La popolazione sperimenta quotidianamente il trattamento che riceve da datori di lavoro sfruttatori in vari tipi di imprese in tutti i settori lavorativi e subisce l'arbitrio che si commette anche quando non si rispettano le leggi sul lavoro. Di conseguenza, ci sono forti ragioni per non confidare nel lavoro a ore e in qualsiasi altra modalità di flessibilizzazione, di cui esiste una sufficiente esperienza storica nel Paese e con testimonianze e studi, come diverse delle indagini condotte sulla "schiavitù moderna" nelle piantagioni di banane (https://t.ly/ts4yw; https://t.ly/hJ4cR).

D'altra parte, sono i Paesi della periferia capitalista, come l'America Latina, che possono dimostrare nella loro storia contemporanea come i trattati bilaterali di investimento, così come gli accordi di arbitrato internazionale, siano serviti solo a proteggere il capitale straniero rispetto agli interessi e alla sovranità nazionale. Inoltre, è noto che ci sono imprenditori e gruppi economici che sono riusciti a registrare le loro attività all'estero e quindi a presentarsi come società di investimento straniere, alle quali i governi neoliberali hanno fornito protezioni e privilegi legali ed economici.
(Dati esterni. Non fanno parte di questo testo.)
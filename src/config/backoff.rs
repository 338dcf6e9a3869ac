//! Reconnect backoff policy.

use std::time::Duration;

use super::DEFAULT_RECONNECT_DELAY;

// ============================================================================
// ReconnectPolicy
// ============================================================================

/// Delay between a connection close and the next reconnect attempt.
///
/// The delay for the `n`-th consecutive close (counting from zero) is
/// `initial * multiplier^n`, capped at `max`. A successful open resets the
/// count. The default is a flat delay.
#[derive(Debug, Clone, Copy, PartialEq, Eq)]
pub struct ReconnectPolicy {
    /// Delay after the first close.
    pub initial: Duration,
    /// Upper bound for any delay.
    pub max: Duration,
    /// Growth factor per consecutive close (1 = flat).
    pub multiplier: u32,
}

impl ReconnectPolicy {
    /// Flat delay, identical after every close.
    #[inline]
    #[must_use]
    pub const fn fixed(delay: Duration) -> Self {
        Self {
            initial: delay,
            max: delay,
            multiplier: 1,
        }
    }

    /// Doubling delay starting at `initial`, capped at `max`.
    #[inline]
    #[must_use]
    pub const fn exponential(initial: Duration, max: Duration) -> Self {
        Self {
            initial,
            max,
            multiplier: 2,
        }
    }

    /// Returns the delay before reconnect number `attempt` (zero-based).
    #[must_use]
    pub fn delay_for(&self, attempt: u32) -> Duration {
        let factor = self.multiplier.max(1).saturating_pow(attempt);
        self.initial.saturating_mul(factor).min(self.max)
    }
}

impl Default for ReconnectPolicy {
    fn default() -> Self {
        Self::fixed(DEFAULT_RECONNECT_DELAY)
    }
}

// ============================================================================
// Tests
// ============================================================================
// ============================================================================
// Tests
// ============================================================================

#[cfg(test)]
mod tests {
    use super::*;

    use tokio::time::sleep;

    use crate::config::ReconnectPolicy;
    use crate::testutil::{MockProvider, RecordingSink, test_config};

    fn connect(provider: &Arc<MockProvider>) -> (Session, Arc<RecordingSink>) {
        let sink = Arc::new(RecordingSink::new());
        let session = Session::connect(test_config(), provider.clone(), sink.clone());
        (session, sink)
    }

    #[tokio::test(start_paused = true)]
    async fn test_ready_after_settle_delay() {
        let provider = Arc::new(MockProvider::new());
        let (session, _sink) = connect(&provider);

        assert_eq!(session.generation(), 1);
        assert_eq!(session.phase(), Phase::Open);
        assert!(provider.latest().is_bound());

        sleep(Duration::from_millis(49)).await;
        assert!(!session.is_ready());

        sleep(Duration::from_millis(2)).await;
        assert!(session.is_ready());
        session.ready().await.expect("ready");
    }

    #[tokio::test(start_paused = true)]
    async fn test_close_reconnects_once_after_backoff() {
        let provider = Arc::new(MockProvider::new());
        let (session, sink) = connect(&provider);
        let first = provider.latest();

        first.emit_close();
        assert_eq!(session.phase(), Phase::Disconnected);
        assert_eq!(sink.contents(), vec![CONNECTION_CLOSED_MESSAGE]);
        assert_eq!(sink.last().expect("shown").duration, CONNECTION_CLOSED_DURATION);

        sleep(Duration::from_millis(14_900)).await;
        assert_eq!(provider.socket_count(), 1);

        sleep(Duration::from_millis(200)).await;
        assert_eq!(provider.socket_count(), 2);
        assert_eq!(session.generation(), 2);

        let second = provider.latest();
        assert!(!first.is_bound());
        assert!(second.is_bound());
        assert_eq!(second.reconnect_calls(), 1);

        sleep(Duration::from_secs(60)).await;
        assert_eq!(provider.socket_count(), 2);
    }

    #[tokio::test(start_paused = true)]
    async fn test_repeated_closes_coalesce() {
        let provider = Arc::new(MockProvider::new());
        let (_session, sink) = connect(&provider);
        let socket = provider.latest();

        socket.emit_close();
        sleep(Duration::from_secs(3)).await;
        socket.emit_close();

        sleep(Duration::from_secs(13)).await;
        assert_eq!(provider.socket_count(), 2);
        assert_eq!(sink.shown_count(), 1);
    }

    #[tokio::test(start_paused = true)]
    async fn test_exponential_backoff_grows_until_open() {
        let provider = Arc::new(MockProvider::manual());
        let config = test_config().with_reconnect(ReconnectPolicy::exponential(
            Duration::from_secs(1),
            Duration::from_secs(4),
        ));
        let _session = Session::connect(config, provider.clone(), Arc::new(RecordingSink::new()));

        // 1s, then 2s, then 4s between attempts
        provider.latest().emit_close();
        sleep(Duration::from_millis(1_100)).await;
        assert_eq!(provider.socket_count(), 2);

        provider.latest().emit_close();
        sleep(Duration::from_millis(1_100)).await;
        assert_eq!(provider.socket_count(), 2);
        sleep(Duration::from_millis(1_000)).await;
        assert_eq!(provider.socket_count(), 3);

        // A successful open resets the backoff
        provider.latest().emit_open();
        provider.latest().emit_close();
        sleep(Duration::from_millis(1_100)).await;
        assert_eq!(provider.socket_count(), 4);
    }

    #[tokio::test(start_paused = true)]
    async fn test_device_fault_notifies_without_reconnect() {
        let provider = Arc::new(MockProvider::new());
        let (session, sink) = connect(&provider);

        provider
            .latest()
            .emit_message(r#"{"name":"error","errorMessage":"sensor offline"}"#);

        assert_eq!(
            sink.contents(),
            vec!["Received error notification from device: sensor offline"]
        );

        sleep(Duration::from_secs(60)).await;
        assert_eq!(provider.socket_count(), 1);
        assert_eq!(session.generation(), 1);
    }

    #[tokio::test(start_paused = true)]
    async fn test_device_fault_is_throttled_and_still_dispatched() {
        let provider = Arc::new(MockProvider::new());
        let (session, sink) = connect(&provider);
        let pending = session.wait_for_response("error");

        provider.latest().emit_message(r#"{"name":"error"}"#);
        provider.latest().emit_message(r#"{"name":"error","error":"again"}"#);

        assert_eq!(sink.contents(), vec!["Received error notification from device."]);
        let fault = pending.recv().await.expect("dispatched");
        assert!(fault.is_device_fault());
    }

    #[tokio::test(start_paused = true)]
    async fn test_unparseable_message_is_dropped() {
        let provider = Arc::new(MockProvider::new());
        let (session, sink) = connect(&provider);
        let _pending = session.wait_for_response("getFile");

        provider.latest().emit_message("{not json");
        provider.latest().emit_message(r#"{"no_name":true}"#);

        assert_eq!(sink.shown_count(), 0);
        assert_eq!(session.bus().pending_for("getFile"), 1);
        assert_eq!(session.phase(), Phase::Open);
    }

    #[tokio::test(start_paused = true)]
    async fn test_reconnect_supersedes_previous_readiness() {
        let provider = Arc::new(MockProvider::manual());
        let (session, _sink) = connect(&provider);
        let stale = session.readiness();

        let waiter = tokio::spawn(async move { stale.wait().await });
        tokio::task::yield_now().await;

        session.reconnect();

        let err = waiter.await.expect("join").unwrap_err();
        assert!(matches!(err, Error::Superseded { generation: 1 }));
        assert_eq!(session.readiness().generation(), 2);
        assert_eq!(session.readiness().state(), ReadyState::Pending);
    }

    #[tokio::test(start_paused = true)]
    async fn test_stale_socket_events_are_ignored() {
        let provider = Arc::new(MockProvider::new());
        let (session, sink) = connect(&provider);
        let old = provider.latest();

        session.reconnect();

        assert!(!old.emit_close());
        assert!(!old.emit_message(r#"{"name":"error"}"#));
        assert_eq!(sink.shown_count(), 0);
        assert_eq!(session.phase(), Phase::Open);
    }

    #[tokio::test(start_paused = true)]
    async fn test_provider_failure_notifies_unthrottled() {
        let provider = Arc::new(MockProvider::new());
        provider.fail_next_establish(2);
        let (session, sink) = connect(&provider);

        assert_eq!(session.phase(), Phase::Disconnected);
        assert!(matches!(session.ready().await, Err(Error::NotConnected)));
        assert_eq!(sink.contents(), vec![ESTABLISH_FAILED_MESSAGE]);

        session.reconnect();
        assert_eq!(sink.shown_count(), 2);
        assert_eq!(provider.socket_count(), 0);

        session.reconnect();
        assert_eq!(provider.socket_count(), 1);
        assert_eq!(session.phase(), Phase::Open);
    }

    #[tokio::test(start_paused = true)]
    async fn test_connect_call_failure_detaches_socket() {
        let provider = Arc::new(MockProvider::new());
        provider.fail_connect_calls(true);
        let (session, sink) = connect(&provider);

        assert_eq!(provider.socket_count(), 1);
        assert!(!provider.latest().is_bound());
        assert_eq!(session.phase(), Phase::Disconnected);
        assert_eq!(sink.shown_count(), 1);
    }

    #[tokio::test(start_paused = true)]
    async fn test_shutdown_detaches_and_stops_reconnects() {
        let provider = Arc::new(MockProvider::new());
        let (session, _sink) = connect(&provider);
        let socket = provider.latest();
        let pending = session.wait_for_response("getFile");

        socket.emit_close();
        session.shutdown();

        assert!(!socket.is_bound());
        assert!(socket.was_closed());
        assert!(matches!(pending.recv().await, Err(Error::Shutdown)));
        assert!(matches!(session.ready().await, Err(Error::Shutdown)));

        sleep(Duration::from_secs(30)).await;
        assert_eq!(provider.socket_count(), 1);

        session.reconnect();
        assert_eq!(provider.socket_count(), 1);
    }

    #[tokio::test(start_paused = true)]
    async fn test_dropping_session_unbinds_socket() {
        let provider = Arc::new(MockProvider::new());
        let (session, _sink) = connect(&provider);
        let socket = provider.latest();

        drop(session);
        assert!(!socket.is_bound());
    }

    #[tokio::test(start_paused = true)]
    async fn test_events_from_foreign_thread() {
        let provider = Arc::new(MockProvider::manual());
        let (session, sink) = connect(&provider);
        let socket = provider.latest();

        let opener = Arc::clone(&socket);
        std::thread::spawn(move || opener.emit_open())
            .join()
            .expect("open handled without panic");

        sleep(Duration::from_millis(60)).await;
        assert!(session.is_ready());

        let closer = Arc::clone(&socket);
        std::thread::spawn(move || closer.emit_close())
            .join()
            .expect("close handled without panic");

        assert_eq!(session.phase(), Phase::Disconnected);
        assert_eq!(sink.shown_count(), 1);

        sleep(Duration::from_millis(15_100)).await;
        assert_eq!(provider.socket_count(), 2);

        // The reconnect flag was released, so a later close schedules again
        provider.latest().emit_open();
        provider.latest().emit_close();
        sleep(Duration::from_millis(15_100)).await;
        assert_eq!(provider.socket_count(), 3);
    }

    #[tokio::test(start_paused = true)]
    async fn test_late_events_of_replaced_generation_change_nothing() {
        let provider = Arc::new(MockProvider::manual());
        let (session, sink) = connect(&provider);

        session.reconnect();
        assert_eq!(session.generation(), 2);

        // Events tagged with generation 1 arriving after the reconnect
        session.handle_event(1, SocketEvent::Open);
        sleep(Duration::from_millis(100)).await;

        assert_eq!(session.phase(), Phase::Connecting);
        assert_eq!(session.readiness().state(), ReadyState::Pending);

        session.handle_event(1, SocketEvent::Close);
        assert_eq!(session.phase(), Phase::Connecting);
        assert_eq!(sink.shown_count(), 0);

        sleep(Duration::from_secs(30)).await;
        assert_eq!(provider.socket_count(), 2);
    }
}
Se è vero che alcuni Paesi - compresi quelli latinoamericani - riconoscono questi trattati e accordi, non si sottolinea che le diverse condizioni dei rapporti di dipendenza nei Paesi della regione fanno pendere le sentenze a favore delle gigantesche imprese transnazionali dei Paesi a capitalismo centrale. L'Ecuador ha vissuto il dramma dell'arbitrato internazionale contro imprese come Chevron-Texaco, Oxy e Perenco.

Questo tipo di meccanismo è stato messo in discussione da illustri accademici come Joseph Stiglitz, Dani Rodrik, Jeffrey Sachs, Kevin Gallagher, Anne-Marie Slaughter; da istituzioni come la CEPAL nella nostra regione, in parte dalla BID e da università e accademici dell'America Latina, compresi diversi professionisti ecuadoriani e organizzazioni sociali del Paese.

Il fatto che la popolazione abbia rifiutato anche l'arbitrato internazionale non è contro il Paese, ma a favore della sua sovranità e di un cambiamento nelle relazioni internazionali basate sulla disuguaglianza e sull'egemonia del capitale esterno.

Ecco perché la perdita del referendum su questo tema è stato un altro colpo non solo per il governo, ma anche per l'élite imprenditoriale neoliberista che continua ad aggrapparsi alle idee di libero mercato del passato e non riesce ad assimilare il cambiamento che sta avvenendo nel mondo con la strutturazione multipolare e pluricentrica del presente.